In some examples, wellbore operations may be performed on live wells which may require the implementation of certain protocols to execute the operation safely and effectively. For example, the pressure of the fluid in the subterranean formation (e.g., exerted in an upward direction) may be greater than the downward exerted pressure of the fluid column in the wellbore (e.g., hydrostatic head). In the foregoing example, when the wellbore is unrestricted (e.g., a pressure barrier and/or choke is not engaged in a way that fully restricts fluid flow), the wellbore may conduct fluid to and past the location of the wellhead (e.g., the wellbore may flow). In some examples, this scenario may be referred to as a “live well,” which is to say, the well is capable of flowing or producing fluid from the pressure in the subterranean formation. In other examples, the downward pressure exerted by the fluid column in the wellbore (e.g., hydrostatic head) may be greater than or equal to the pressure exerted by the fluid in the subterranean formation such that the well does not flow. This may be referred to as a “dead well.”

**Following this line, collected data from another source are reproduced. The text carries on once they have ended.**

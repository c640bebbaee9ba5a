//! Qdrant vector index backend implementation.
//!
//! Collections stand in for indexes. Qdrant point ids must be integers or
//! UUIDs, so record ids are mapped to UUIDv5 and kept in the payload.

use async_trait::async_trait;
use qdrant_client::Qdrant;
use qdrant_client::qdrant::value::Kind;
use qdrant_client::qdrant::{
    CreateCollectionBuilder, Distance, PointStruct, SearchPointsBuilder, UpsertPointsBuilder,
    Value, VectorParamsBuilder,
};
use std::collections::HashMap;
use std::sync::Arc;
use uuid::Uuid;

use super::{IndexHandle, VectorIndexService};
use crate::error::VectorIndexError;
use crate::models::{
    DistanceMetric, IndexDescriptor, Metadata, MetadataValue, QueryMatch, Record, VectorDriver,
    VectorIndexConfig,
};

/// Payload key holding the caller's record id.
const RECORD_ID_KEY: &str = "_id";

/// Qdrant vector index backend.
pub struct QdrantBackend {
    client: Arc<Qdrant>,
}

impl QdrantBackend {
    pub fn new(config: &VectorIndexConfig) -> Result<Self, VectorIndexError> {
        let mut builder = Qdrant::from_url(config.endpoint());

        if let Some(ref api_key) = config.api_key {
            builder = builder.api_key(api_key.clone());
        }

        let client = builder
            .build()
            .map_err(|e| VectorIndexError::ConnectionError(e.to_string()))?;

        Ok(Self {
            client: Arc::new(client),
        })
    }
}

fn distance(metric: DistanceMetric) -> Distance {
    match metric {
        DistanceMetric::Cosine => Distance::Cosine,
        DistanceMetric::Euclidean => Distance::Euclid,
        DistanceMetric::DotProduct => Distance::Dot,
    }
}

fn point_id(record_id: &str) -> String {
    Uuid::new_v5(&Uuid::NAMESPACE_OID, record_id.as_bytes()).to_string()
}

fn to_payload(record_id: String, metadata: Metadata) -> HashMap<String, Value> {
    let mut payload: HashMap<String, Value> = HashMap::new();
    for (key, value) in metadata {
        let value: Value = match value {
            MetadataValue::Bool(b) => b.into(),
            MetadataValue::Number(n) => n.into(),
            MetadataValue::String(s) => s.into(),
            MetadataValue::List(items) => items
                .into_iter()
                .map(Value::from)
                .collect::<Vec<Value>>()
                .into(),
        };
        payload.insert(key, value);
    }
    payload.insert(RECORD_ID_KEY.to_string(), record_id.into());
    payload
}

fn from_payload(payload: HashMap<String, Value>) -> (Option<String>, Metadata) {
    let mut record_id = None;
    let mut metadata = Metadata::new();

    for (key, value) in payload {
        let converted = match value.kind {
            Some(Kind::StringValue(s)) if key == RECORD_ID_KEY => {
                record_id = Some(s);
                continue;
            }
            Some(Kind::StringValue(s)) => MetadataValue::String(s),
            Some(Kind::DoubleValue(n)) => MetadataValue::Number(n),
            Some(Kind::IntegerValue(n)) => MetadataValue::Number(n as f64),
            Some(Kind::BoolValue(b)) => MetadataValue::Bool(b),
            Some(Kind::ListValue(list)) => MetadataValue::List(
                list.values
                    .into_iter()
                    .filter_map(|v| match v.kind {
                        Some(Kind::StringValue(s)) => Some(s),
                        _ => None,
                    })
                    .collect(),
            ),
            _ => continue,
        };
        metadata.insert(key, converted);
    }

    (record_id, metadata)
}

#[async_trait]
impl VectorIndexService for QdrantBackend {
    async fn health_check(&self) -> Result<bool, VectorIndexError> {
        self.client
            .health_check()
            .await
            .map(|_| true)
            .map_err(|e| VectorIndexError::ConnectionError(e.to_string()))
    }

    async fn list_indexes(&self) -> Result<Vec<String>, VectorIndexError> {
        let response = self
            .client
            .list_collections()
            .await
            .map_err(|e| VectorIndexError::ListError(e.to_string()))?;

        Ok(response.collections.into_iter().map(|c| c.name).collect())
    }

    async fn create_index(&self, descriptor: &IndexDescriptor) -> Result<(), VectorIndexError> {
        let create_collection = CreateCollectionBuilder::new(&descriptor.name).vectors_config(
            VectorParamsBuilder::new(u64::from(descriptor.dimension), distance(descriptor.metric)),
        );

        self.client
            .create_collection(create_collection)
            .await
            .map_err(|e| VectorIndexError::CreateError(e.to_string()))?;

        Ok(())
    }

    async fn delete_index(&self, name: &str) -> Result<(), VectorIndexError> {
        self.client
            .delete_collection(name)
            .await
            .map_err(|e| VectorIndexError::DeleteError(e.to_string()))?;

        Ok(())
    }

    async fn get_index(&self, name: &str) -> Result<Box<dyn IndexHandle>, VectorIndexError> {
        let exists = self
            .client
            .collection_exists(name)
            .await
            .map_err(|e| VectorIndexError::ClientError(e.to_string()))?;

        if !exists {
            return Err(VectorIndexError::NotFound(name.to_string()));
        }

        Ok(Box::new(QdrantIndex {
            client: Arc::clone(&self.client),
            collection: name.to_string(),
        }))
    }

    fn driver(&self) -> VectorDriver {
        VectorDriver::Qdrant
    }
}

/// Data-plane handle for one Qdrant collection.
pub struct QdrantIndex {
    client: Arc<Qdrant>,
    collection: String,
}

#[async_trait]
impl IndexHandle for QdrantIndex {
    async fn upsert(&self, batch: Vec<Record>) -> Result<(), VectorIndexError> {
        if batch.is_empty() {
            return Ok(());
        }

        let points: Vec<PointStruct> = batch
            .into_iter()
            .map(|record| {
                let id = point_id(&record.id);
                let payload = to_payload(record.id, record.metadata);
                PointStruct::new(id, record.values, payload)
            })
            .collect();

        let upsert = UpsertPointsBuilder::new(&self.collection, points).wait(true);

        self.client
            .upsert_points(upsert)
            .await
            .map_err(|e| VectorIndexError::UpsertError(e.to_string()))?;

        Ok(())
    }

    async fn query(
        &self,
        vector: &[f32],
        top_k: usize,
        include_metadata: bool,
    ) -> Result<Vec<QueryMatch>, VectorIndexError> {
        // The record id lives in the payload, so it is always fetched.
        let search = SearchPointsBuilder::new(&self.collection, vector.to_vec(), top_k as u64)
            .with_payload(true);

        let results = self
            .client
            .search_points(search)
            .await
            .map_err(|e| VectorIndexError::QueryError(e.to_string()))?;

        let matches = results
            .result
            .into_iter()
            .map(|point| {
                let (record_id, metadata) = from_payload(point.payload);

                let id = record_id.unwrap_or_else(|| match &point.id {
                    Some(id) => match &id.point_id_options {
                        Some(qdrant_client::qdrant::point_id::PointIdOptions::Uuid(uuid)) => {
                            uuid.clone()
                        }
                        Some(qdrant_client::qdrant::point_id::PointIdOptions::Num(num)) => {
                            num.to_string()
                        }
                        None => String::new(),
                    },
                    None => String::new(),
                });

                QueryMatch {
                    id,
                    score: point.score,
                    metadata: if include_metadata {
                        metadata
                    } else {
                        Metadata::new()
                    },
                }
            })
            .collect();

        Ok(matches)
    }

    fn name(&self) -> &str {
        &self.collection
    }
}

When wellbore operations, such as coiled tubing operations, are performed on live wells, the operations may include scenarios where the coiled tubing string is “pipe light.” In some examples, a coiled tubing string may be considered “pipe light,” when the upward force exerted by the fluid in a wellbore (e.g., a live well condition) is great enough to push the coiled tubing string out of the wellbore when the coiled tubing string is freely hanging. For example, a blow-out may be an event where pressure control is lost during a wellbore operation and the upward force of the fluid in the wellbore may eject a work string, such as a coiled tubing string, from the wellbore. Alternatively, in some examples, a coiled tubing string may be considered “pipe heavy,” when a downward force (e.g., weight) of the coiled tubing string is greater than an upward force exerted by the fluid in the wellbore when the coiled tubing string is freely hanging. In some examples, additional pieces of equipment including snubbing units, hydraulic workover units, and snubbing jacks may work separately or in combination with the injectors to execute wellbore operations when the coiled tubing string is “pipe light.” In some examples, coordinating the operations of the two or more injectors included in a subsea coiled tubing operation may include operating within a safety protocol which may account for whether the coiled tubing string is pipe heavy or pipe light.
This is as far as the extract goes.